Steve Cruz, Collin College fire instructor and captain of Station 5 in Frisco, and his fire company responded to the call.

“The car was ‘fully involved,’ which means it was blazing,” said Cruz, who graduated from the Collin College Fire Officer program in the late ’90s. “There was no wind, so the smoke and flames were going straight up. The flames were four feet high, and you could see smoke from a half-mile away. The only way she was able to get out is that he physically took her out. He saved her.”

According to Cruz, his firefighters were prepared and dressed in the appropriate gear when they arrived on the scene because Storck was relaying information about the unresponsive individual and the vehicle fire.

“I was relieved that Captain Cruz showed up,” said Storck, who teaches a hazardous materials response class at the college. “He’s smart, and I teach with him.”

“Being a firefighter is not a job just anyone can do,” said Pat McAuliff, Collin College director of Fire Science and chief training officer. “You need people who are passionate about it, and clearly these two are. I am enormously proud of them. Collin College’s Fire Science program is celebrating its 30th anniversary this year, and I believe the strength of our program comes from our instructors who are from a wide variety of different agencies in the area. But all of them have the common thread as firefighters who help others on or off duty.
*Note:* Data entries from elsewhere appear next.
//! `sporemesh build` - pack a binary and manifest into a signed spore.

use std::fs;
use std::path::Path;

use anyhow::{Context, Result};
use sporemesh_core::bundle::{
    Manifest, generate_signing_key, load_signing_key, pack, save_signing_key,
};

pub fn run(binary: &Path, manifest_path: &Path, key: Option<&Path>, out: &Path) -> Result<()> {
    let raw = fs::read_to_string(manifest_path)
        .with_context(|| format!("failed to read manifest {}", manifest_path.display()))?;
    let manifest: Manifest = serde_json::from_str(&raw)
        .with_context(|| format!("failed to parse manifest {}", manifest_path.display()))?;

    fs::create_dir_all(out)
        .with_context(|| format!("failed to create output directory {}", out.display()))?;

    let signing_key = match key {
        Some(path) => load_signing_key(path)
            .with_context(|| format!("failed to load signing key {}", path.display()))?,
        None => {
            let default_path = out.join("signing.key");
            if default_path.exists() {
                println!("using signing key {}", default_path.display());
                load_signing_key(&default_path)
                    .with_context(|| format!("failed to load {}", default_path.display()))?
            } else {
                let key = generate_signing_key();
                save_signing_key(&default_path, &key)
                    .with_context(|| format!("failed to save {}", default_path.display()))?;
                println!("generated signing key {}", default_path.display());
                key
            }
        }
    };

    let (archive, manifest) = pack(binary, manifest, &signing_key, out)
        .with_context(|| format!("failed to pack {}", binary.display()))?;

    println!("spore created: {}", archive.display());
    println!("  name:          {}", manifest.name);
    println!("  version:       {}", manifest.version);
    println!("  binary sha256: {}", manifest.binary_sha256);
    Ok(())
}
//! Demo workload: a minimal HTTP service for exercising the mesh.
//!
//! Binds the port given via `PORT`, answers `GET /health` with `200 OK`,
//! and greets on `GET /hello` with a message taken from `GREETING`.

use std::net::SocketAddr;

use anyhow::{Context, Result};
use axum::Router;
use axum::routing::get;

#[tokio::main]
async fn main() -> Result<()> {
    let port: u16 = std::env::var("PORT")
        .ok()
        .and_then(|raw| raw.parse().ok())
        .unwrap_or(8082);
    let greeting = std::env::var("GREETING")
        .unwrap_or_else(|_| "hello from spore-workload".to_string());

    let app = Router::new()
        .route("/health", get(|| async { "OK" }))
        .route(
            "/hello",
            get(move || {
                let greeting = greeting.clone();
                async move { format!("{greeting} (port {port})\n") }
            }),
        );

    let addr = SocketAddr::from(([127, 0, 0, 1], port));
    let listener = tokio::net::TcpListener::bind(addr)
        .await
        .with_context(|| format!("failed to bind {addr}"))?;
    eprintln!("spore-workload serving on {addr}");
    axum::serve(listener, app).await.context("server failed")?;
    Ok(())
}
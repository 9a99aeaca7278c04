//! Subcommand implementations.

pub mod build;
pub mod publish;
pub mod run;
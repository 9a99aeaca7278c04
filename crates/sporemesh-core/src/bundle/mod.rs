//! Signed spore bundles.
//!
//! A spore is a ZIP archive with exactly two meaningful entries:
//!
//! - `manifest.json` — the bundle's manifest, indented JSON
//! - `binary` — the raw executable bytes
//!
//! The manifest is cryptographically bound to the binary: it carries the
//! binary's SHA-256 and an Ed25519 signature over a canonical (RFC 8785)
//! serialization of the manifest concatenated with the binary hash. Any
//! mutation of the binary or of a manifest field invalidates the bundle.

mod codec;
mod manifest;
mod signing;

use thiserror::Error;

pub use codec::{extract, pack, verify};
pub use manifest::{MANIFEST_KIND, Manifest, Nutrients, SecurityProfile, Slo};
pub use signing::{
    SIGNING_KEY_SIZE, generate_signing_key, load_signing_key, save_signing_key, signing_digest,
};

/// Archive entry name of the serialized manifest.
pub const MANIFEST_ENTRY: &str = "manifest.json";

/// Archive entry name of the executable payload.
pub const BINARY_ENTRY: &str = "binary";

/// File extension of spore archives (without the leading dot).
pub const SPORE_EXTENSION: &str = "spore";

/// Errors that can occur while packing, verifying, or extracting bundles.
#[derive(Debug, Error)]
#[non_exhaustive]
pub enum BundleError {
    /// The archive is unreadable or is missing a required entry.
    #[error("malformed bundle: {0}")]
    MalformedBundle(String),

    /// The manifest entry does not parse, or lacks required fields.
    #[error("malformed manifest: {0}")]
    MalformedManifest(String),

    /// The archive's binary entry does not match the manifest's hash.
    #[error("binary hash mismatch: manifest claims {claimed}, archive holds {actual}")]
    BinaryHashMismatch {
        /// Hash recorded in the manifest (lowercase hex).
        claimed: String,
        /// Hash of the binary entry actually present (lowercase hex).
        actual: String,
    },

    /// The public key or signature is not valid base64/Ed25519 material.
    #[error("malformed signature material: {0}")]
    MalformedSignature(String),

    /// The signature does not validate under the manifest's public key.
    #[error("signature verification failed")]
    SignatureInvalid,

    /// An archive entry name is absolute or escapes the extraction root.
    #[error("unsafe archive entry name: {0}")]
    UnsafeEntryName(String),

    /// A key file is readable by group or other.
    #[error("insecure permissions on key file: {path}")]
    InsecureKeyPermissions {
        /// The offending path.
        path: String,
    },

    /// Failure while writing the archive.
    #[error("archive write failed: {0}")]
    Archive(#[source] zip::result::ZipError),

    /// Underlying I/O failure.
    #[error("I/O error: {0}")]
    Io(#[from] std::io::Error),
}
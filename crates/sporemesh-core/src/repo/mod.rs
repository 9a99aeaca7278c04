//! Content-addressed spore repository.
//!
//! A repository is a single flat directory of immutable files named
//! `<digest>.spore`, where `<digest>` is the lowercase-hex SHA-256 of the
//! whole archive file. Content addressing makes `put` idempotent and
//! concurrent puts of equal content harmless.

use std::fs::{self, File};
use std::io;
use std::os::unix::fs::PermissionsExt;
use std::path::{Path, PathBuf};

use tempfile::NamedTempFile;
use thiserror::Error;
use tracing::debug;

use crate::bundle::SPORE_EXTENSION;
use crate::digest::{hex_encode, sha256_file};

/// Errors raised by repository operations.
#[derive(Debug, Error)]
#[non_exhaustive]
pub enum RepoError {
    /// Underlying I/O failure.
    #[error("repository I/O error: {0}")]
    Io(#[from] io::Error),
}

/// Handle to a directory-rooted spore store.
#[derive(Debug, Clone)]
pub struct Repository {
    dir: PathBuf,
}

impl Repository {
    /// Opens (creating if necessary) a repository at `dir`.
    ///
    /// # Errors
    ///
    /// Returns an error if the directory cannot be created.
    pub fn open(dir: impl AsRef<Path>) -> Result<Self, RepoError> {
        let dir = dir.as_ref().to_path_buf();
        fs::create_dir_all(&dir)?;
        fs::set_permissions(&dir, fs::Permissions::from_mode(0o755))?;
        Ok(Self { dir })
    }

    /// Stores a byte-identical copy of the file at `source`, keyed by its
    /// SHA-256, and returns `(digest, stored_path)`.
    ///
    /// Idempotent: equal content yields an equal digest and path, and an
    /// already-present entry is left untouched. A concurrent `put` of the
    /// same content is safe because the copy lands via a temporary file and
    /// an atomic rename.
    ///
    /// # Errors
    ///
    /// Returns an error if the source cannot be read or the copy cannot be
    /// written.
    pub fn put(&self, source: impl AsRef<Path>) -> Result<(String, PathBuf), RepoError> {
        let source = source.as_ref();
        let digest = hex_encode(&sha256_file(source)?);
        let stored = self.path(&digest);

        if stored.exists() {
            debug!(%digest, "spore already stored");
            return Ok((digest, stored));
        }

        let mut reader = File::open(source)?;
        let mut staged = NamedTempFile::new_in(&self.dir)?;
        io::copy(&mut reader, staged.as_file_mut())?;
        staged.persist(&stored).map_err(|e| RepoError::Io(e.error))?;
        fs::set_permissions(&stored, fs::Permissions::from_mode(0o644))?;

        debug!(%digest, stored = %stored.display(), "stored spore");
        Ok((digest, stored))
    }

    /// Path an entry with the given digest would live at. Pure; does not
    /// check existence.
    #[must_use]
    pub fn path(&self, digest: &str) -> PathBuf {
        self.dir.join(format!("{digest}.{SPORE_EXTENSION}"))
    }

    /// The repository's root directory.
    #[must_use]
    pub fn dir(&self) -> &Path {
        &self.dir
    }
}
It is part of their DNA.”

Teaching the next generation

Storck explains that when firefighters are at the scene of an accident, they react in the way they were trained. He calls it muscle memory.

“That same repetition is helpful for students,” he said. “We go over motor vehicle collision (MVC) at the college. We teach students how to do things safely, how to approach a car from the side, how to pull people out and get them out of the situation.”

That fateful Friday was Storck’s day off. If you ask him why he stopped he’ll explain, “That’s what I do.” The reality is that it is also who he is – a firefighter who wants to help people, make split-second decisions that save lives, and teach the next generation who will follow in his footsteps.

“I decided to teach to become a better firefighter and officer,” Storck said. “I have the opportunity to work in a high-tech facility and learn from firefighters who work in big and small cities and everything in between. That is the best thing for me, the students, and our community.”